Wibault's reason for the strange shape choice is unknown, but there are
many examples of similar designs from the period, and it seems most likely
that he was intrigued with the massive media coverage of the 1952 UFO
wave and was attempting to develop a concept for a "flying saucer"
that could actually work, if based on current technology.
The Gyropter's
circular wing formed the enclosure for an immense centrifugal air compressor.

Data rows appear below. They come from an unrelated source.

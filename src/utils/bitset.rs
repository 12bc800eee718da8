//! A fixed-capacity bit set over dense entity indices.
//!
//! Mark state is stored as bit sets indexed by [`crate::metadata::index::EntityIndex`]
//! positions. Bits are only ever set, never cleared, which is what makes the mark store
//! monotonic.
//!
//! # Example
//!
//! ```rust
//! use dottrim::utils::BitSet;
//!
//! let mut set = BitSet::new(100);
//! assert!(set.insert(0));
//! assert!(set.insert(50));
//! assert!(!set.insert(50));
//!
//! assert!(set.contains(50));
//! assert_eq!(set.count(), 2);
//! assert_eq!(set.iter().collect::<Vec<_>>(), vec![0, 50]);
//! ```

/// A bit vector of fixed capacity.
#[derive(Clone, PartialEq, Eq, Hash)]
pub struct BitSet {
    /// The bits, stored as a vector of words.
    words: Vec<u64>,
    /// The number of addressable bits.
    len: usize,
}

impl BitSet {
    /// Creates a new empty bit set with the given capacity.
    #[must_use]
    pub fn new(capacity: usize) -> Self {
        Self {
            words: vec![0; capacity.div_ceil(64)],
            len: capacity,
        }
    }

    /// Returns the capacity of this bit set.
    #[must_use]
    pub const fn len(&self) -> usize {
        self.len
    }

    /// Returns `true` if no bit is set.
    #[must_use]
    pub fn is_empty(&self) -> bool {
        self.words.iter().all(|&w| w == 0)
    }

    /// Sets the bit at `index`, returning `true` if it was previously clear.
    ///
    /// # Panics
    ///
    /// Panics if `index >= self.len()`.
    pub fn insert(&mut self, index: usize) -> bool {
        assert!(index < self.len, "index out of bounds");
        let word = &mut self.words[index / 64];
        let mask = 1u64 << (index % 64);
        let fresh = *word & mask == 0;
        *word |= mask;
        fresh
    }

    /// Returns `true` if the bit at `index` is set. Out of range indices are never set.
    #[must_use]
    pub fn contains(&self, index: usize) -> bool {
        index < self.len && self.words[index / 64] & (1u64 << (index % 64)) != 0
    }

    /// Returns the number of bits set.
    #[must_use]
    pub fn count(&self) -> usize {
        self.words.iter().map(|w| w.count_ones() as usize).sum()
    }

    /// Returns an iterator over the indices of set bits, ascending.
    pub fn iter(&self) -> impl Iterator<Item = usize> + '_ {
        self.words
            .iter()
            .enumerate()
            .flat_map(|(word_index, &word)| {
                let mut remaining = word;
                std::iter::from_fn(move || {
                    if remaining == 0 {
                        return None;
                    }
                    let bit = remaining.trailing_zeros() as usize;
                    remaining &= remaining - 1;
                    Some(word_index * 64 + bit)
                })
            })
    }
}

impl std::fmt::Debug for BitSet {
    fn fmt(&self, f: &mut std::fmt::Formatter<'_>) -> std::fmt::Result {
        f.debug_set().entries(self.iter()).finish()
    }
}
//! # dottrim Prelude
//!
//! This module provides a convenient prelude for the most commonly used types and traits
//! from the dottrim library. Import this module to get quick access to everything needed
//! to build an entity graph, mark it and sweep it.

// ================================================================================================
// Core Types and Error Handling
// ================================================================================================

/// The main error type for all dottrim operations
pub use crate::Error;

/// The result type used throughout dottrim
pub use crate::Result;

// ================================================================================================
// Entity Graph
// ================================================================================================

/// Graph construction and the frozen graph
pub use crate::metadata::{builder::EntityGraphBuilder, graph::EntityGraph};

/// Metadata tokens
pub use crate::metadata::token::{TableId, Token};

/// Row types, flags and body summaries
pub use crate::metadata::entities::{
    AttributeArgument, BodyReference, CallType, CustomAttribute, Entity, EntityKind, FieldDef,
    FieldModifiers, InterfaceImpl, MethodBody, MethodDef, MethodModifiers, TypeAttributes,
    TypeDef,
};

/// Method signatures
pub use crate::metadata::signature::MethodSignature;

/// Preserve directives
pub use crate::metadata::directive::{DirectiveScope, PreserveDirective};

// ================================================================================================
// Linker
// ================================================================================================

/// Configuration
pub use crate::linker::{LinkerConfig, WorklistOrder};

/// Marking
pub use crate::linker::{
    DispatchRule, MarkReason, MarkResult, MarkState, MarkStats, MarkStore, MarkingEngine,
    ResolutionError,
};

/// Sweeping
pub use crate::linker::{LinkReport, Linker, Sweep, SweepReport};

// ================================================================================================
// Diagnostics
// ================================================================================================

/// Messages and sinks
pub use crate::diagnostics::{
    Diagnostics, DiagnosticsSink, Message, MessageCategory, MessageOrigin, MessageSubCategory,
};

/// Suppression
pub use crate::diagnostics::{NoSuppression, SuppressionPolicy, SuppressionSet};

Its impeller took in air via a circular inlet surrounding the pilot's
cockpit bubble, compressed it, and exhausted it through an annular slot
just inside the lower rim of the wing. The rotor was driven by four ducted
burners that resembled a breed of small ramjets that were used at the
time as a power source for experimental tip-jet helicopters. By driving
the rotor via these tip jets, Wibault eliminated the weight and complexity
of typical rotor drive systems using shafts and geartrains, as well as
the need for anti-torque tail rotors used by most helicopters.
Aircraft
with circular wings are inherently unstable in flight because their center
of aerodynamic pressure is likely to be forward of their center of gravity,
producing pitching forces that tend to overturn the craft. Wibault dealt
with this effect through the gyroscopic force produced by the large rotating
impeller. Once the rotor spun up to operating speed, the aircraft would
be held in a horizontal attitude that would help resist destabilizing
moments.
To control
this flying gyroscope, Wibault proposed an unusual system of four interconnected
fluid ballast tanks at the cardinal points of the rim of the saucer. By
pumping liquid ballast, such as water, from tank to tank, the saucer's
center of gravity would be adjusted and it would be slightly tipped in
the direction the pilot wished to go. However, the gyroscopic couple effect
meant that in order to tip the "nose" of the saucer down (which
would angle the thrust to the rear and produce forward motion), ballast
fluid would have to be pumped to the tank at the "left wingtip."
Stability and control in the yaw plane was provided by a large vertical
fin and rudder.
Since there
was a limit to how far the nose of the craft could be tipped without sacrificing
lift, the top speed of this aircraft was inherently restricted without
use of auxiliary propulsion motors.
The pilot
would be accommodated in a very cramped capsule within the hub of the
compressor rotor. Looking out through a tiny bubble canopy, his downward
vision was virtually nonexistent, making landings a dicey process.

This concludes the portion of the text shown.